Where the string "reason" occurs in the material below, report the whole line.
Data shown Block Start
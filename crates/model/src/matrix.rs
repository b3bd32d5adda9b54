//! Dense feature matrix
//!
//! The prediction path builds a single-column matrix from the requested month
//! numbers; scalers may rewrite it column-wise before it reaches the model.

use crate::error::{ModelError, Result};

/// Dense row-major `f64` matrix
///
/// # Example
///
/// ```rust
/// use model::FeatureMatrix;
///
/// let x = FeatureMatrix::from_column(vec![1.0, 2.0, 3.0]);
/// assert_eq!(x.rows(), 3);
/// assert_eq!(x.cols(), 1);
/// assert_eq!(x.row(1), &[2.0]);
/// ```
#[derive(Debug, Clone, PartialEq)]
pub struct FeatureMatrix {
    data: Vec<f64>,
    rows: usize,
    cols: usize,
}

impl FeatureMatrix {
    /// Create a matrix from row-major data
    ///
    /// Fails if `data.len()` is not `rows * cols`.
    pub fn new(data: Vec<f64>, rows: usize, cols: usize) -> Result<Self> {
        if cols == 0 && rows > 0 {
            return Err(ModelError::InvalidParameter {
                name: "cols".to_string(),
                reason: format!("must be positive for a matrix with {rows} row(s)"),
            });
        }
        if data.len() != rows * cols {
            return Err(ModelError::InvalidParameter {
                name: "data".to_string(),
                reason: format!(
                    "expected {} values for a {}x{} matrix, got {}",
                    rows * cols,
                    rows,
                    cols,
                    data.len()
                ),
            });
        }
        Ok(Self { data, rows, cols })
    }

    /// Create an n×1 matrix from a single feature column
    pub fn from_column(values: Vec<f64>) -> Self {
        let rows = values.len();
        Self {
            data: values,
            rows,
            cols: 1,
        }
    }

    /// Number of rows
    pub fn rows(&self) -> usize {
        self.rows
    }

    /// Number of columns
    pub fn cols(&self) -> usize {
        self.cols
    }

    /// Borrow row `i` as a slice
    ///
    /// # Panics
    ///
    /// Panics if `i >= rows()`.
    pub fn row(&self, i: usize) -> &[f64] {
        &self.data[i * self.cols..(i + 1) * self.cols]
    }

    /// Iterate over rows
    pub fn row_iter(&self) -> impl Iterator<Item = &[f64]> {
        self.data.chunks_exact(self.cols.max(1)).take(self.rows)
    }

    /// Build a matrix of the same shape by mapping each entry with its column index
    pub fn map_entries<F>(&self, mut f: F) -> Result<Self>
    where
        F: FnMut(usize, f64) -> Result<f64>,
    {
        let mut data = Vec::with_capacity(self.data.len());
        for row in self.row_iter() {
            for (col, &value) in row.iter().enumerate() {
                data.push(f(col, value)?);
            }
        }
        Self::new(data, self.rows, self.cols)
    }
}

#[cfg(test)]
mod tests {
    use super::*;

    #[test]
    fn test_from_column() {
        let x = FeatureMatrix::from_column(vec![1.0, 2.0, 3.0]);
        assert_eq!(x.rows(), 3);
        assert_eq!(x.cols(), 1);
        assert_eq!(x.row(0), &[1.0]);
        assert_eq!(x.row(2), &[3.0]);
    }

    #[test]
    fn test_from_column_empty() {
        let x = FeatureMatrix::from_column(vec![]);
        assert_eq!(x.rows(), 0);
        assert_eq!(x.cols(), 1);
        assert_eq!(x.row_iter().count(), 0);
    }

    #[test]
    fn test_new_shape_mismatch() {
        let result = FeatureMatrix::new(vec![1.0, 2.0, 3.0], 2, 2);
        assert!(matches!(
            result,
            Err(ModelError::InvalidParameter { .. })
        ));
    }

    #[test]
    fn test_new_rejects_zero_cols_with_rows() {
        // 5 * 0 == 0 would pass the length check alone, leaving rows()
        // claiming rows that row_iter() never yields.
        let result = FeatureMatrix::new(vec![], 5, 0);
        assert!(matches!(
            result,
            Err(ModelError::InvalidParameter { .. })
        ));
    }

    #[test]
    fn test_new_allows_fully_empty_matrix() {
        let x = FeatureMatrix::new(vec![], 0, 0).unwrap();
        assert_eq!(x.rows(), 0);
        assert_eq!(x.row_iter().count(), 0);
    }

    #[test]
    fn test_new_multi_column() {
        let x = FeatureMatrix::new(vec![1.0, 2.0, 3.0, 4.0], 2, 2).unwrap();
        assert_eq!(x.row(0), &[1.0, 2.0]);
        assert_eq!(x.row(1), &[3.0, 4.0]);
    }

    #[test]
    fn test_row_iter_order() {
        let x = FeatureMatrix::from_column(vec![5.0, 6.0, 7.0]);
        let rows: Vec<&[f64]> = x.row_iter().collect();
        assert_eq!(rows, vec![&[5.0][..], &[6.0][..], &[7.0][..]]);
    }

    #[test]
    fn test_map_entries() {
        let x = FeatureMatrix::from_column(vec![1.0, 2.0]);
        let y = x.map_entries(|_, v| Ok(v * 10.0)).unwrap();
        assert_eq!(y.row(0), &[10.0]);
        assert_eq!(y.row(1), &[20.0]);
        assert_eq!(y.rows(), x.rows());
        assert_eq!(y.cols(), x.cols());
    }

    #[test]
    fn test_map_entries_propagates_error() {
        let x = FeatureMatrix::from_column(vec![1.0]);
        let result = x.map_entries(|_, _| Err(ModelError::NumericalError("bad".to_string())));
        assert!(result.is_err());
    }
}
Data shown Block End
• Your solution:
                reason: format!("must be positive for a matrix with {rows} row(s)"),
                reason: format!(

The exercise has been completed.